We currently have a production Druid up and running that gets its data entirely on index-task batch ingestion. Our primary use case is reporting, and the batches to be ingested are generated by a data warehousing team. It collects output from variety of asynchronous back-end processes and creates batches to follow an “eventually correct” model for the data. So it can take up to an hour (in a worst case) for the first appearance of an event in one of the batches, and then additional data can decorate the event over time. We just keep reingesting the same batch repeatedly as it becomes more and more correct. The hour latency for first appearance of an event is okay for the reporting use case where we’re looking at week or month long ranges and aggregating.
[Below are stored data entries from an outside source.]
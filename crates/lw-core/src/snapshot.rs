use triple_buffer::TripleBuffer;

/// Qualité d'accord détectée sur les 12 classes de hauteur.
#[derive(Clone, Copy, Debug, Default, PartialEq, Eq)]
pub enum ChordType {
    /// Major triad.
    #[default]
    Major,
    /// Minor triad.
    Minor,
    /// Diminished triad.
    Diminished,
    /// Augmented triad.
    Augmented,
}

impl ChordType {
    /// Short display name ("maj", "min", "dim", "aug").
    #[must_use]
    pub const fn short_name(self) -> &'static str {
        match self {
            ChordType::Major => "maj",
            ChordType::Minor => "min",
            ChordType::Diminished => "dim",
            ChordType::Augmented => "aug",
        }
    }
}

/// Résultat complet de l'analyse audio pour un hop.
///
/// Écrit par la tâche audio, lu par la tâche de rendu — une version par
/// frame rendue. Taille fixe, Copy, jamais alloué dynamiquement.
/// `monotonic_hop_index` est la version publiée : deux lectures avec le
/// même index voient exactement le même contenu.
///
/// # Example
/// ```
/// use lw_core::snapshot::AudioSnapshot;
/// let s = AudioSnapshot::default();
/// assert_eq!(s.rms, 0.0);
/// assert!(!s.beat_tick);
/// ```
#[derive(Clone, Copy)]
pub struct AudioSnapshot {
    // === Amplitude ===
    /// RMS lissé, normalisé [0.0, 1.0].
    pub rms: f32,
    /// RMS rapide (fenêtre courte), normalisé [0.0, 1.0].
    pub fast_rms: f32,
    /// Peak amplitude de la fenêtre courante [0.0, 1.0].
    pub peak: f32,

    // === Features spectrales per-hop ===
    /// Flux spectral redressé demi-onde [0.0, 1.0].
    pub spectral_flux: f32,
    /// Nouveauté normalisée par suiveur de max [0.0, 1.0].
    pub novelty: f32,

    // === Spectre lourd (cadence ~10 Hz, persiste entre mises à jour) ===
    /// 64 bins demi-ton A1..C7, sémantique énergie.
    pub bins64: [f32; 64],
    /// Bins normalisés par suiveur de max ; peuvent dépasser 1.0 au floor.
    pub bins64_adaptive: [f32; 64],
    /// 8 bandes pondérées mel.
    pub bands8: [f32; 8],
    /// Variante lissée lente des 8 bandes.
    pub heavy_bands8: [f32; 8],
    /// 12 classes de hauteur (repli d'octave).
    pub chroma: [f32; 12],
    /// Variante lissée lente du chroma.
    pub heavy_chroma: [f32; 12],

    // === Accord ===
    /// Fondamentale de l'accord détecté, 0..11 (0 = C).
    pub chord_root: u8,
    /// Qualité de l'accord.
    pub chord_type: ChordType,
    /// Confiance = score gagnant − second [0.0, 1.0].
    pub chord_confidence: f32,

    // === Tempo ===
    /// BPM estimé (0.0 si inconnu).
    pub bpm: f32,
    /// Confiance du suivi de tempo [0.0, 1.0].
    pub tempo_confidence: f32,
    /// Phase du beat [0.0, 1.0).
    pub beat_phase: f32,
    /// Impulsion un-hop au passage de chaque beat.
    pub beat_tick: bool,
    /// Impulsion un-hop au premier beat de chaque mesure.
    pub downbeat_tick: bool,

    // === Percussions ===
    /// Énergie caisse claire (bandes médiums) [0.0, 1.0].
    pub snare_energy: f32,
    /// Énergie charley (bandes hautes) [0.0, 1.0].
    pub hihat_energy: f32,
    /// Déclencheur caisse claire, un hop.
    pub snare_trigger: bool,
    /// Déclencheur charley, un hop.
    pub hihat_trigger: bool,

    /// Version de publication : index de hop monotone.
    pub monotonic_hop_index: u64,
}

impl Default for AudioSnapshot {
    fn default() -> Self {
        Self {
            rms: 0.0,
            fast_rms: 0.0,
            peak: 0.0,
            spectral_flux: 0.0,
            novelty: 0.0,
            bins64: [0.0; 64],
            bins64_adaptive: [0.0; 64],
            bands8: [0.0; 8],
            heavy_bands8: [0.0; 8],
            chroma: [0.0; 12],
            heavy_chroma: [0.0; 12],
            chord_root: 0,
            chord_type: ChordType::Major,
            chord_confidence: 0.0,
            bpm: 0.0,
            tempo_confidence: 0.0,
            beat_phase: 0.0,
            beat_tick: false,
            downbeat_tick: false,
            snare_energy: 0.0,
            hihat_energy: 0.0,
            snare_trigger: false,
            hihat_trigger: false,
            monotonic_hop_index: 0,
        }
    }
}

/// Le slot de publication unique du snapshot audio.
///
/// Writer côté tâche audio, reader côté tâche de rendu. La lecture
/// retourne toujours un snapshot entier et cohérent — jamais déchiré.
pub struct SnapshotBuffer;

impl SnapshotBuffer {
    /// Create the slot and split it into writer and reader ends.
    ///
    /// # Example
    /// ```
    /// use lw_core::snapshot::{AudioSnapshot, SnapshotBuffer};
    /// let (mut writer, mut reader) = SnapshotBuffer::split();
    /// let mut s = AudioSnapshot::default();
    /// s.monotonic_hop_index = 42;
    /// writer.publish(s);
    /// assert_eq!(reader.read().monotonic_hop_index, 42);
    /// ```
    #[must_use]
    pub fn split() -> (SnapshotWriter, SnapshotReader) {
        let (input, output) = TripleBuffer::new(&AudioSnapshot::default()).split();
        (SnapshotWriter { input }, SnapshotReader { output })
    }
}

/// Writer end, owned by the audio task.
pub struct SnapshotWriter {
    input: triple_buffer::Input<AudioSnapshot>,
}

impl SnapshotWriter {
    /// Publish a complete snapshot. Callers bump `monotonic_hop_index`
    /// before publishing; readers use it as the version.
    #[inline]
    pub fn publish(&mut self, snapshot: AudioSnapshot) {
        self.input.write(snapshot);
    }
}

/// Reader end, owned by the render task.
pub struct SnapshotReader {
    output: triple_buffer::Output<AudioSnapshot>,
}

impl SnapshotReader {
    /// The most recently published snapshot, copied out.
    #[inline]
    pub fn read(&mut self) -> AudioSnapshot {
        *self.output.read()
    }
}

#[cfg(test)]
mod tests {
    use super::*;

    #[test]
    fn reader_sees_whole_payload() {
        let (mut writer, mut reader) = SnapshotBuffer::split();
        let mut s = AudioSnapshot::default();
        s.bins64[63] = 0.5;
        s.chroma[11] = 0.25;
        s.monotonic_hop_index = 7;
        writer.publish(s);

        let got = reader.read();
        assert_eq!(got.monotonic_hop_index, 7);
        assert_eq!(got.bins64[63], 0.5);
        assert_eq!(got.chroma[11], 0.25);
    }

    #[test]
    fn version_is_monotonic_across_publishes() {
        let (mut writer, mut reader) = SnapshotBuffer::split();
        for hop in 1..=5u64 {
            let mut s = AudioSnapshot::default();
            s.monotonic_hop_index = hop;
            writer.publish(s);
        }
        assert_eq!(reader.read().monotonic_hop_index, 5);
    }
}
use lw_core::error::CoreError;
use lw_core::geometry::{LED_COUNT, LEDS_PER_STRIP};
use lw_core::tunables::TunableValue;

use crate::context::EffectContext;
use crate::effect::Effect;
use crate::meta::{EffectFamily, EffectMeta, tags};
use crate::params::{self, ParamDescriptor, f32_param};

static META: EffectMeta = EffectMeta {
    name: "chroma-wheel",
    family: EffectFamily::Harmonic,
    tags: tags::AUDIO_REACTIVE | tags::HARMONIC,
    centre_origin: false,
    stateful: false,
    lgp_sensitive: false,
};

static PARAMS: &[ParamDescriptor] = &[
    f32_param("gain", 1.2, 0.0, 4.0, "level"),
    ParamDescriptor {
        name: "smooth",
        default: TunableValue::Bool(true),
        min: None,
        max: None,
        step: None,
        group: "audio",
        advanced: false,
    },
    f32_param("rotate", 0.05, 0.0, 2.0, "motion"),
];

/// Douze segments par ruban, un par classe de hauteur, chacun coloré par
/// la palette et pesé par l'énergie chroma. La roue tourne lentement.
pub struct ChromaWheel {
    gain: f32,
    smooth: bool,
    rotate: f32,
    phase: f32,
}

impl ChromaWheel {
    /// Defaults from the parameter table.
    #[must_use]
    pub fn new() -> Self {
        Self {
            gain: 1.2,
            smooth: true,
            rotate: 0.05,
            phase: 0.0,
        }
    }
}

impl Default for ChromaWheel {
    fn default() -> Self {
        Self::new()
    }
}

impl Effect for ChromaWheel {
    fn meta(&self) -> &'static EffectMeta {
        &META
    }

    fn param_descriptors(&self) -> &'static [ParamDescriptor] {
        PARAMS
    }

    fn get_param(&self, name: &str) -> Option<TunableValue> {
        match name {
            "gain" => Some(TunableValue::F32(self.gain)),
            "smooth" => Some(TunableValue::Bool(self.smooth)),
            "rotate" => Some(TunableValue::F32(self.rotate)),
            _ => None,
        }
    }

    fn set_param(&mut self, name: &str, value: TunableValue) -> Result<(), CoreError> {
        let desc = params::find(PARAMS, name)
            .ok_or_else(|| CoreError::not_found(format!("parameter '{name}'")))?;
        desc.validate(value)?;
        match (name, value) {
            ("gain", TunableValue::F32(v)) => self.gain = v,
            ("smooth", TunableValue::Bool(v)) => self.smooth = v,
            ("rotate", TunableValue::F32(v)) => self.rotate = v,
            _ => {}
        }
        Ok(())
    }

    fn render(&mut self, ctx: &mut EffectContext) {
        self.phase = (self.phase + ctx.dt * self.rotate).rem_euclid(1.0);
        let chroma = if self.smooth {
            &ctx.audio.heavy_chroma
        } else {
            &ctx.audio.chroma
        };
        let seg = LEDS_PER_STRIP / 12 + 1;
        for i in 0..LED_COUNT {
            let local = i % LEDS_PER_STRIP;
            let class = (local / seg + (self.phase * 12.0) as usize) % 12;
            let level = (chroma[class] * self.gain).clamp(0.0, 1.0);
            ctx.frame.px[i] = ctx.palette.sample(class as f32 / 12.0).scaled(level);
        }
    }
}
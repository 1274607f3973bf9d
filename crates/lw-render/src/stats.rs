use std::collections::VecDeque;
use std::sync::Arc;
use std::sync::atomic::{AtomicU32, AtomicU64, Ordering};
use std::time::Instant;

/// Vue partagée des stats de rendu, lisible sans lock depuis l'API.
#[derive(Default)]
pub struct SharedStats {
    /// Rolling fps × 1000.
    pub fps_milli: AtomicU32,
    /// Worst frame time over the window, µs.
    pub max_frame_us: AtomicU32,
    /// p95 frame time over the window, µs.
    pub p95_frame_us: AtomicU32,
    /// Frames that overran the period.
    pub frame_drops: AtomicU64,
    /// Total frames published.
    pub frames: AtomicU64,
    /// Hop index of the last consumed audio snapshot.
    pub audio_hop: AtomicU64,
}

impl SharedStats {
    /// Rolling fps.
    #[must_use]
    pub fn fps(&self) -> f64 {
        f64::from(self.fps_milli.load(Ordering::Relaxed)) / 1000.0
    }
}

/// Compteur FPS et temps de frame par fenêtre glissante. Zéro allocation
/// après init ; publie dans [`SharedStats`] à chaque tick.
///
/// # Example
/// ```
/// use lw_render::stats::RenderStats;
/// let mut stats = RenderStats::new(120);
/// stats.tick(2_000, false);
/// assert!(stats.shared().fps() >= 0.0);
/// ```
pub struct RenderStats {
    timestamps: VecDeque<Instant>,
    frame_times_us: VecDeque<u32>,
    window: usize,
    /// Scratch for the p95 sort, reused.
    sort_buf: Vec<u32>,
    shared: Arc<SharedStats>,
}

impl RenderStats {
    /// Window is the number of frames to average over (one second's
    /// worth at the target fps is the natural choice).
    #[must_use]
    pub fn new(window: usize) -> Self {
        Self {
            timestamps: VecDeque::with_capacity(window + 1),
            frame_times_us: VecDeque::with_capacity(window + 1),
            window,
            sort_buf: Vec::with_capacity(window + 1),
            shared: Arc::new(SharedStats::default()),
        }
    }

    /// The shared handle for API readers.
    #[must_use]
    pub fn shared(&self) -> Arc<SharedStats> {
        Arc::clone(&self.shared)
    }

    /// Call once per frame, after publish. `frame_us` is the busy time
    /// of the frame; `overran` marks a period overrun.
    pub fn tick(&mut self, frame_us: u32, overran: bool) {
        let now = Instant::now();
        self.timestamps.push_back(now);
        if self.timestamps.len() > self.window {
            self.timestamps.pop_front();
        }
        self.frame_times_us.push_back(frame_us);
        if self.frame_times_us.len() > self.window {
            self.frame_times_us.pop_front();
        }

        if overran {
            self.shared.frame_drops.fetch_add(1, Ordering::Relaxed);
        }
        self.shared.frames.fetch_add(1, Ordering::Relaxed);

        if self.timestamps.len() >= 2 {
            let first = self.timestamps.front().copied().unwrap_or(now);
            let secs = now.duration_since(first).as_secs_f64();
            if secs > 0.0 {
                let fps = (self.timestamps.len() - 1) as f64 / secs;
                self.shared
                    .fps_milli
                    .store((fps * 1000.0) as u32, Ordering::Relaxed);
            }
        }

        let max = self.frame_times_us.iter().copied().max().unwrap_or(0);
        self.shared.max_frame_us.store(max, Ordering::Relaxed);

        self.sort_buf.clear();
        self.sort_buf.extend(self.frame_times_us.iter().copied());
        self.sort_buf.sort_unstable();
        let p95_idx = (self.sort_buf.len().saturating_sub(1)) * 95 / 100;
        let p95 = self.sort_buf.get(p95_idx).copied().unwrap_or(0);
        self.shared.p95_frame_us.store(p95, Ordering::Relaxed);
    }

    /// Record which audio snapshot version fed the frame.
    pub fn set_audio_hop(&self, hop: u64) {
        self.shared.audio_hop.store(hop, Ordering::Relaxed);
    }
}

#[cfg(test)]
mod tests {
    use super::*;

    #[test]
    fn drops_are_counted() {
        let mut stats = RenderStats::new(10);
        stats.tick(1000, false);
        stats.tick(9000, true);
        stats.tick(1000, false);
        assert_eq!(stats.shared().frame_drops.load(Ordering::Relaxed), 1);
        assert_eq!(stats.shared().frames.load(Ordering::Relaxed), 3);
    }

    #[test]
    fn max_and_p95_track_the_window() {
        let mut stats = RenderStats::new(100);
        for _ in 0..99 {
            stats.tick(1000, false);
        }
        stats.tick(50_000, false);
        let shared = stats.shared();
        assert_eq!(shared.max_frame_us.load(Ordering::Relaxed), 50_000);
        assert!(shared.p95_frame_us.load(Ordering::Relaxed) <= 50_000);
    }
}
/// Les effets compilés en dur.
///
/// L'ordre d'enregistrement ci-dessous attribue les ids et fait partie du
/// contrat externe — ne JAMAIS réordonner, seulement ajouter en queue.

pub mod aurora;
pub mod band_ripple;
pub mod beat_pulse;
pub mod chord_glow;
pub mod chroma_wheel;
pub mod ember_drift;
pub mod solid;
pub mod sparkle;
pub mod spectrum_bloom;
pub mod tempo_strobe;
pub mod vu_sweep;

use crate::registry::EffectRegistry;

/// Register the builtin set. Ids:
/// 0 aurora, 1 spectrum-bloom, 2 chroma-wheel, 3 beat-pulse, 4 vu-sweep,
/// 5 solid, 6 ember-drift, 7 sparkle, 8 chord-glow, 9 band-ripple,
/// 10 tempo-strobe.
pub fn register_builtins(registry: &mut EffectRegistry) {
    registry.register(Box::new(aurora::Aurora::new()));
    registry.register(Box::new(spectrum_bloom::SpectrumBloom::new()));
    registry.register(Box::new(chroma_wheel::ChromaWheel::new()));
    registry.register(Box::new(beat_pulse::BeatPulse::new()));
    registry.register(Box::new(vu_sweep::VuSweep::new()));
    registry.register(Box::new(solid::Solid::new()));
    registry.register(Box::new(ember_drift::EmberDrift::new()));
    registry.register(Box::new(sparkle::Sparkle::new()));
    registry.register(Box::new(chord_glow::ChordGlow::new()));
    registry.register(Box::new(band_ripple::BandRipple::new()));
    registry.register(Box::new(tempo_strobe::TempoStrobe::new()));
}

#[cfg(test)]
mod tests {
    use super::*;
    use lw_core::frame::LedFrame;
    use lw_core::geometry::HALF_SPAN;
    use lw_core::snapshot::AudioSnapshot;

    /// Every builtin, rendered with a busy snapshot, must leave the
    /// centre pairs symmetric when it declares centre-origin.
    #[test]
    fn centre_origin_effects_render_symmetric() {
        let mut registry = EffectRegistry::new();
        register_builtins(&mut registry);

        let mut audio = AudioSnapshot::default();
        audio.rms = 0.6;
        audio.fast_rms = 0.7;
        audio.novelty = 0.8;
        audio.beat_tick = true;
        for (i, b) in audio.bins64.iter_mut().enumerate() {
            *b = (i as f32 / 64.0).sin().abs();
        }
        audio.bins64_adaptive = audio.bins64;
        for (i, b) in audio.bands8.iter_mut().enumerate() {
            *b = 0.2 + 0.1 * i as f32 / 8.0;
        }

        for id in 0..registry.len() as u8 {
            let Some(meta) = registry.meta(id) else { continue };
            if !meta.centre_origin {
                continue;
            }
            let name = meta.name;
            let mut frame = LedFrame::default();
            // Several frames so stateful centre-origin effects move.
            for step in 0..30 {
                let effect = registry.effect_mut(id).unwrap_or_else(|| panic!("{name}"));
                crate::context::test_support::render_once(
                    effect,
                    &mut frame,
                    &audio,
                    step as f32 / 120.0,
                );
            }
            for d in 0..HALF_SPAN {
                assert_eq!(
                    frame.px[79 - d],
                    frame.px[80 + d],
                    "{name} asymmetric on strip 0 at d={d}"
                );
                assert_eq!(
                    frame.px[239 - d],
                    frame.px[240 + d],
                    "{name} asymmetric on strip 1 at d={d}"
                );
            }
        }
    }

    /// Every parameter advertised by a builtin round-trips through
    /// get/set at its default value.
    #[test]
    fn param_tables_round_trip() {
        let mut registry = EffectRegistry::new();
        register_builtins(&mut registry);
        for id in 0..registry.len() as u8 {
            let descriptors = registry.effect(id).map(|e| e.param_descriptors());
            let Some(descriptors) = descriptors else { continue };
            for d in descriptors {
                let effect = registry.effect_mut(id).expect("registered");
                effect.set_param(d.name, d.default).expect("default in range");
                assert_eq!(
                    registry.effect(id).and_then(|e| e.get_param(d.name)),
                    Some(d.default),
                    "param {} of effect {id}",
                    d.name
                );
            }
        }
    }

    #[test]
    fn unknown_param_name_is_not_found() {
        let mut registry = EffectRegistry::new();
        register_builtins(&mut registry);
        let effect = registry.effect_mut(0).expect("aurora");
        assert!(effect.get_param("no-such-param").is_none());
        let err = effect
            .set_param("no-such-param", lw_core::tunables::TunableValue::F32(0.0))
            .unwrap_err();
        assert_eq!(err.code(), "NotFound");
    }
}
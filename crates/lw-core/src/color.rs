use crate::pixel::Rgb8;

/// Convertit RGB [0,255] → HSV. H ∈ [0.0, 1.0), S ∈ [0.0, 1.0], V ∈ [0.0, 1.0].
///
/// # Example
/// ```
/// use lw_core::color::rgb_to_hsv;
/// use lw_core::pixel::Rgb8;
/// let (h, s, v) = rgb_to_hsv(Rgb8::new(255, 0, 0));
/// assert!((h - 0.0).abs() < 0.01);
/// assert!((s - 1.0).abs() < 0.01);
/// assert!((v - 1.0).abs() < 0.01);
/// ```
#[must_use]
pub fn rgb_to_hsv(px: Rgb8) -> (f32, f32, f32) {
    let r = f32::from(px.r) / 255.0;
    let g = f32::from(px.g) / 255.0;
    let b = f32::from(px.b) / 255.0;

    let max = r.max(g).max(b);
    let min = r.min(g).min(b);
    let delta = max - min;

    let v = max;
    let s = if max == 0.0 { 0.0 } else { delta / max };
    let h = if delta == 0.0 {
        0.0
    } else if (max - r).abs() < f32::EPSILON {
        (((g - b) / delta) % 6.0) / 6.0
    } else if (max - g).abs() < f32::EPSILON {
        ((b - r) / delta + 2.0) / 6.0
    } else {
        ((r - g) / delta + 4.0) / 6.0
    };
    let h = if h < 0.0 { h + 1.0 } else { h };

    (h, s, v)
}

/// Convertit HSV → RGB [0,255]. H ∈ [0.0, 1.0), S ∈ [0.0, 1.0], V ∈ [0.0, 1.0].
///
/// # Example
/// ```
/// use lw_core::color::hsv_to_rgb;
/// use lw_core::pixel::Rgb8;
/// assert_eq!(hsv_to_rgb(0.0, 1.0, 1.0), Rgb8::new(255, 0, 0));
/// ```
#[must_use]
pub fn hsv_to_rgb(h: f32, s: f32, v: f32) -> Rgb8 {
    let h = h * 6.0;
    let i = h.floor() as u32;
    let f = h - i as f32;
    let p = v * (1.0 - s);
    let q = v * (1.0 - s * f);
    let t = v * (1.0 - s * (1.0 - f));

    let (r, g, b) = match i % 6 {
        0 => (v, t, p),
        1 => (q, v, p),
        2 => (p, v, t),
        3 => (p, q, v),
        4 => (t, p, v),
        _ => (v, p, q),
    };

    Rgb8::new(
        (r * 255.0) as u8,
        (g * 255.0) as u8,
        (b * 255.0) as u8,
    )
}

/// Désature un pixel vers son niveau de gris, `amount` ∈ [0.0, 1.0].
///
/// # Example
/// ```
/// use lw_core::color::desaturate;
/// use lw_core::pixel::Rgb8;
/// let grey = desaturate(Rgb8::new(255, 0, 0), 1.0);
/// assert_eq!(grey.r, grey.g);
/// ```
#[must_use]
pub fn desaturate(px: Rgb8, amount: f32) -> Rgb8 {
    let grey = px.luminance();
    px.lerp(Rgb8::new(grey, grey, grey), amount)
}

#[cfg(test)]
mod tests {
    use super::*;

    #[test]
    fn rgb_hsv_roundtrip() {
        for r in (0..=255).step_by(51) {
            for g in (0..=255).step_by(51) {
                for b in (0..=255).step_by(51) {
                    let px = Rgb8::new(r as u8, g as u8, b as u8);
                    let (h, s, v) = rgb_to_hsv(px);
                    let back = hsv_to_rgb(h, s, v);
                    assert!(i16::from(back.r).abs_diff(i16::from(px.r)) <= 2);
                    assert!(i16::from(back.g).abs_diff(i16::from(px.g)) <= 2);
                    assert!(i16::from(back.b).abs_diff(i16::from(px.b)) <= 2);
                }
            }
        }
    }

    #[test]
    fn full_desaturate_is_grey() {
        let grey = desaturate(Rgb8::new(10, 200, 90), 1.0);
        assert_eq!(grey.r, grey.g);
        assert_eq!(grey.g, grey.b);
    }
}
use lw_core::error::CoreError;
use lw_core::geometry::HALF_SPAN;
use lw_core::tunables::TunableValue;

use crate::context::EffectContext;
use crate::effect::Effect;
use crate::meta::{EffectFamily, EffectMeta, tags};
use crate::params::{self, ParamDescriptor, f32_param};

static META: EffectMeta = EffectMeta {
    name: "aurora",
    family: EffectFamily::Ambient,
    tags: tags::AUDIO_REACTIVE | tags::CENTRE_ORIGIN | tags::AMBIENT_SAFE,
    centre_origin: true,
    stateful: false,
    lgp_sensitive: false,
};

static PARAMS: &[ParamDescriptor] = &[
    f32_param("speed", 0.35, 0.0, 4.0, "motion"),
    f32_param("span", 1.4, 0.2, 4.0, "motion"),
    f32_param("audio-drive", 0.5, 0.0, 2.0, "audio"),
];

/// Champ de palette qui ondule depuis la paire centrale. L'effet de boot :
/// lisible dans le silence, s'anime avec les basses.
pub struct Aurora {
    speed: f32,
    span: f32,
    audio_drive: f32,
    phase: f32,
}

impl Aurora {
    /// Defaults from the parameter table.
    #[must_use]
    pub fn new() -> Self {
        Self {
            speed: 0.35,
            span: 1.4,
            audio_drive: 0.5,
            phase: 0.0,
        }
    }
}

impl Default for Aurora {
    fn default() -> Self {
        Self::new()
    }
}

impl Effect for Aurora {
    fn meta(&self) -> &'static EffectMeta {
        &META
    }

    fn param_descriptors(&self) -> &'static [ParamDescriptor] {
        PARAMS
    }

    fn get_param(&self, name: &str) -> Option<TunableValue> {
        match name {
            "speed" => Some(TunableValue::F32(self.speed)),
            "span" => Some(TunableValue::F32(self.span)),
            "audio-drive" => Some(TunableValue::F32(self.audio_drive)),
            _ => None,
        }
    }

    fn set_param(&mut self, name: &str, value: TunableValue) -> Result<(), CoreError> {
        let desc = params::find(PARAMS, name)
            .ok_or_else(|| CoreError::not_found(format!("parameter '{name}'")))?;
        desc.validate(value)?;
        match (name, value) {
            ("speed", TunableValue::F32(v)) => self.speed = v,
            ("span", TunableValue::F32(v)) => self.span = v,
            ("audio-drive", TunableValue::F32(v)) => self.audio_drive = v,
            _ => {}
        }
        Ok(())
    }

    fn render(&mut self, ctx: &mut EffectContext) {
        let bass = ctx.audio.heavy_bands8[0].max(ctx.audio.heavy_bands8[1]);
        self.phase += ctx.dt * (self.speed + bass * self.audio_drive);

        let level = 0.35 + 0.65 * ctx.audio.rms.min(1.0);
        for d in 0..HALF_SPAN {
            let x = d as f32 / HALF_SPAN as f32;
            let t = self.phase + x * self.span;
            let colour = ctx.palette.sample(t).scaled(level * (1.0 - x * 0.3));
            ctx.frame.centre_pair(d, colour);
        }
    }

    fn reset(&mut self) {
        self.phase = 0.0;
    }
}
We’re now looking at using Druid for a secondary use case where we wouldn’t be working with aggregations, but instead displaying the events in a list form for a drill-down sort of view of the data. The Druid Select query seems great for powering this sort of view - it’s much much faster than the Postgres datastore that currently powers this view, which cannot produce results for our bigger clients in anything close to a responsive manner. However, the hour latency before first appearance of an event is not acceptable for this view. We’re looking at ways of speeding things up from the data warehouse/ingestion pipeline side, but ideally we’d like the event to show up more in a matter of a minute or two, and it would be very hard to get the pipeline up to that speed. It’s okay if some of the additional data flowing in through the batch process takes longer.
It seems like some kind of Lambda architecture / hybrid batch/streaming model might work here. But I’m having a hard time figuring it out. The fundamental issue is that if we stream in an event but then later ingest a batch for that segment which doesn’t contain that streamed event, it will be overwritten and lost. (Though eventually it will show up in the batch and get back into Druid later on.)
I’ve thought about restricting the batch ingestion to avoid overwriting recent events but it’s problematic. Our ingestion granularity is a day. Also the events we’re tracking are phone calls which can last up to 4 hours and the timestamp is the local start time of the call. So if we get a realtime event seconds after the end of a 4 hour phone call, it’s going to be placed in the segment -4 hours from the event. So would we have to avoid ingesting batches for that entire segment - basically realtime only and no batch ingestion until we are at least 4 hours past the segment boundary? Or can we restrict the range that the batch ingestion operates on using its interval in the task scheme? E.g., it’s noon and we’re notified there’s a fresh batch, can we do the ingestion so that it only covers midnight to 8 AM in today’s segment and (streamed) events already in the segment aren’t touched?
Even if so, it’s not that easy because as I mentioned, the timestamp is local start time, but we format it as UTC for ingestion. So a call which started at 1AM UTC -12 hours local time, we will use a timestamp of 1AM UTC but we’ll not actually get a realtime event until 1PM UTC at the earliest (actually later than that depending on how long the call is - 5 PM UTC if it’s a four hour call). So under that scenario we’d have to restrict the batch to -16 hours from present to avoid erasing any calls. In addition to getting really complicated and potentially error prone, that’s probably too long for us to wait to get any of the batch updates that we need for our main reporting use case.
So, any suggestions? Or anywhere my thinking is wrong? Again, apologies for the open-endedness of this question. I’ll be happy to fill in any more details that may be relevant.